Work item:
Lines in the entries below where the word "logging" shows up should each be copied.

==== Input material ====

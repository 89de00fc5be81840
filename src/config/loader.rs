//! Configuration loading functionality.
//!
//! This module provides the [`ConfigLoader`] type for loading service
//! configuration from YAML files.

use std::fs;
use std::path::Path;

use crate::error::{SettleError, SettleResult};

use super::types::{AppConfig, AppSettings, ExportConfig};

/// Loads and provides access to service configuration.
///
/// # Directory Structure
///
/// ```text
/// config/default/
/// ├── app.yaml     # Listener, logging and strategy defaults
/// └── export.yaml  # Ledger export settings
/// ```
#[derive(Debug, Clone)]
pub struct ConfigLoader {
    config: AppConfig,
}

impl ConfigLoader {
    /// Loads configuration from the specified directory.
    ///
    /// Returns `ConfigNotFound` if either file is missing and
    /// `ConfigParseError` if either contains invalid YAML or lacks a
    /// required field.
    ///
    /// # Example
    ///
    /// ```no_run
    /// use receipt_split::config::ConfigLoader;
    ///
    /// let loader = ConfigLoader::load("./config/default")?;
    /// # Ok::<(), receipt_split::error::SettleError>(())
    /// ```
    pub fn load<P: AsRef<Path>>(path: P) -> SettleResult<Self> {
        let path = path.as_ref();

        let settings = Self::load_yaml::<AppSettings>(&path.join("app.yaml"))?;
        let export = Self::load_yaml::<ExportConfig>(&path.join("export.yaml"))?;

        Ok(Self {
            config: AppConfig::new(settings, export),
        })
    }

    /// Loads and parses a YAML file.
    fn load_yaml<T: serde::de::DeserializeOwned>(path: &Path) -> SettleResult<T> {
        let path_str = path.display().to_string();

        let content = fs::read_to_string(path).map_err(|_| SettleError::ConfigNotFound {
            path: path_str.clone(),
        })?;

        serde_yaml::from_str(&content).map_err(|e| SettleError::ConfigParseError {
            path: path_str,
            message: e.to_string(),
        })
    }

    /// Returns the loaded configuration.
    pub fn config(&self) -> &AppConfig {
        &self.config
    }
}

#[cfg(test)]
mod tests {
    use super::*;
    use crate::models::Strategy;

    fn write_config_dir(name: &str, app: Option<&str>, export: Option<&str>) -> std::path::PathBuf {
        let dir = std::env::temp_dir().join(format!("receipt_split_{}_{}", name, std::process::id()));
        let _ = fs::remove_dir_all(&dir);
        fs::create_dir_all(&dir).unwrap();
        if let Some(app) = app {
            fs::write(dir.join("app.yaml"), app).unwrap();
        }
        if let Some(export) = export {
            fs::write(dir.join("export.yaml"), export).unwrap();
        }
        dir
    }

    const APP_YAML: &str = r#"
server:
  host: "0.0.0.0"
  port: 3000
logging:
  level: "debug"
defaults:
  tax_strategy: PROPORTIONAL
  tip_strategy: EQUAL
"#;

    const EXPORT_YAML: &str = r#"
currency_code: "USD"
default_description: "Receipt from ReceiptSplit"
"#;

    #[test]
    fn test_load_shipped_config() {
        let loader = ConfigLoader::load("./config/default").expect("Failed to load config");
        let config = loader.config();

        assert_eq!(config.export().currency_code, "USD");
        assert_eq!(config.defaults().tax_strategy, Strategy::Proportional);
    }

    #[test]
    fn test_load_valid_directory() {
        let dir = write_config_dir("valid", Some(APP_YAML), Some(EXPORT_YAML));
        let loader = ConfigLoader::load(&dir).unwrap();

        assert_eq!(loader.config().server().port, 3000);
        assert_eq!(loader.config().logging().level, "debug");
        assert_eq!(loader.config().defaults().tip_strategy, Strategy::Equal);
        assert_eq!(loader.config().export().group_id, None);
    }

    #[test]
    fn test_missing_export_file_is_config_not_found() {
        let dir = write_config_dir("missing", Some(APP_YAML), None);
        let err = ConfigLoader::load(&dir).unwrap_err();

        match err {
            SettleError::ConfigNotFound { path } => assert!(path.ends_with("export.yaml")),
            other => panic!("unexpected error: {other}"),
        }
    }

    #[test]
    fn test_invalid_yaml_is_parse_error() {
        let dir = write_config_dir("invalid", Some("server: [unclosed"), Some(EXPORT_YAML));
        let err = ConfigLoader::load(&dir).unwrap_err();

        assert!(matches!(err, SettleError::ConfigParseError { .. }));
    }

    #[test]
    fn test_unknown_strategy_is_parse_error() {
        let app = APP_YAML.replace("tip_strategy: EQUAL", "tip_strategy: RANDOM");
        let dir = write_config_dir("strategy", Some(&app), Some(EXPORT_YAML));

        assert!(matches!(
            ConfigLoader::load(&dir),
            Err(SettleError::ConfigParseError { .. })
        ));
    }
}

====

Written solution:
/// ├── app.yaml     # Listener, logging and strategy defaults
logging:
        assert_eq!(loader.config().logging().level, "debug");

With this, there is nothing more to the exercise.